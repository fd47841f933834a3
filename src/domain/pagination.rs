/// Rows shown per table page.
pub const PAGE_SIZE: usize = 5;

/// Client-side pagination over an in-memory collection.
///
/// Pages are 1-indexed. The current page stays inside
/// `[1, max(1, total_pages)]`; requests outside that range are ignored.
#[derive(Debug, Clone, Copy, PartialEq, Eq)]
pub struct Paginator {
    page: usize,
    page_size: usize,
}

impl Default for Paginator {
    fn default() -> Self {
        Self::new(PAGE_SIZE)
    }
}

impl Paginator {
    pub fn new(page_size: usize) -> Self {
        Self { page: 1, page_size: page_size.max(1) }
    }

    pub fn page(&self) -> usize {
        self.page
    }

    pub fn page_size(&self) -> usize {
        self.page_size
    }

    pub fn total_pages(&self, total_items: usize) -> usize {
        total_items.div_ceil(self.page_size)
    }

    /// Returns `false` (and leaves the page alone) when `page` is out of range.
    pub fn go_to_page(&mut self, page: usize, total_items: usize) -> bool {
        if page < 1 || page > self.total_pages(total_items) {
            return false;
        }
        self.page = page;
        true
    }

    pub fn next(&mut self, total_items: usize) -> bool {
        self.go_to_page(self.page + 1, total_items)
    }

    pub fn prev(&mut self, total_items: usize) -> bool {
        match self.page.checked_sub(1) {
            Some(page) => self.go_to_page(page, total_items),
            None => false,
        }
    }

    pub fn has_prev(&self) -> bool {
        self.page > 1
    }

    pub fn has_next(&self, total_items: usize) -> bool {
        self.page < self.total_pages(total_items)
    }

    /// Pull the page back into range after the collection changed size.
    pub fn clamp(&mut self, total_items: usize) {
        let last = self.total_pages(total_items).max(1);
        self.page = self.page.clamp(1, last);
    }

    /// Items of the current page; shorter on the last page, empty if none.
    pub fn slice<'a, T>(&self, items: &'a [T]) -> &'a [T] {
        let start = (self.page - 1).saturating_mul(self.page_size);
        if start >= items.len() {
            return &[];
        }
        let end = start.saturating_add(self.page_size).min(items.len());
        &items[start..end]
    }
}

#[cfg(test)]
mod tests {
    use super::*;

    #[test]
    fn empty_collection_has_no_pages() {
        let mut paginator = Paginator::default();
        assert_eq!(paginator.total_pages(0), 0);
        assert!(!paginator.go_to_page(1, 0));
        assert_eq!(paginator.page(), 1);
        assert!(paginator.slice::<u8>(&[]).is_empty());
        assert!(!paginator.has_prev());
        assert!(!paginator.has_next(0));
    }

    #[test]
    fn clamp_after_shrink() {
        let mut paginator = Paginator::default();
        assert!(paginator.go_to_page(4, 20));
        paginator.clamp(7);
        assert_eq!(paginator.page(), 2);
        paginator.clamp(0);
        assert_eq!(paginator.page(), 1);
    }
}
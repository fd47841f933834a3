//! Listing aggregate: assets, their quotes and the logo enrichment step.

pub mod entities;
pub mod repositories;
pub mod services;
pub mod value_objects;

pub use entities::*;
pub use repositories::*;
pub use services::*;
pub use value_objects::*;
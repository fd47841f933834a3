//! HTTP access to the CoinMarketCap API through a CORS relay.

pub mod api_config;
pub mod coinmarketcap_client;
pub mod dto;

pub use api_config::*;
pub use coinmarketcap_client::*;
pub use dto::*;
pub mod line_chart;

pub use line_chart::{LineChartLayout, LineChartRenderer};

[Problem] Reproduce the lines of the entries above from the one with "pub fn page_size(&self)" to the one with "assert!(!paginator.has_prev());", both included, exactly and without any other line.

[Result of this exercise]
    pub fn page_size(&self) -> usize {
        self.page_size
    }

    pub fn total_pages(&self, total_items: usize) -> usize {
        total_items.div_ceil(self.page_size)
    }

    /// Returns `false` (and leaves the page alone) when `page` is out of range.
    pub fn go_to_page(&mut self, page: usize, total_items: usize) -> bool {
        if page < 1 || page > self.total_pages(total_items) {
            return false;
        }
        self.page = page;
        true
    }

    pub fn next(&mut self, total_items: usize) -> bool {
        self.go_to_page(self.page + 1, total_items)
    }

    pub fn prev(&mut self, total_items: usize) -> bool {
        match self.page.checked_sub(1) {
            Some(page) => self.go_to_page(page, total_items),
            None => false,
        }
    }

    pub fn has_prev(&self) -> bool {
        self.page > 1
    }

    pub fn has_next(&self, total_items: usize) -> bool {
        self.page < self.total_pages(total_items)
    }

    /// Pull the page back into range after the collection changed size.
    pub fn clamp(&mut self, total_items: usize) {
        let last = self.total_pages(total_items).max(1);
        self.page = self.page.clamp(1, last);
    }

    /// Items of the current page; shorter on the last page, empty if none.
    pub fn slice<'a, T>(&self, items: &'a [T]) -> &'a [T] {
        let start = (self.page - 1).saturating_mul(self.page_size);
        if start >= items.len() {
            return &[];
        }
        let end = start.saturating_add(self.page_size).min(items.len());
        &items[start..end]
    }
}

#[cfg(test)]
mod tests {
    use super::*;

    #[test]
    fn empty_collection_has_no_pages() {
        let mut paginator = Paginator::default();
        assert_eq!(paginator.total_pages(0), 0);
        assert!(!paginator.go_to_page(1, 0));
        assert_eq!(paginator.page(), 1);
        assert!(paginator.slice::<u8>(&[]).is_empty());
        assert!(!paginator.has_prev());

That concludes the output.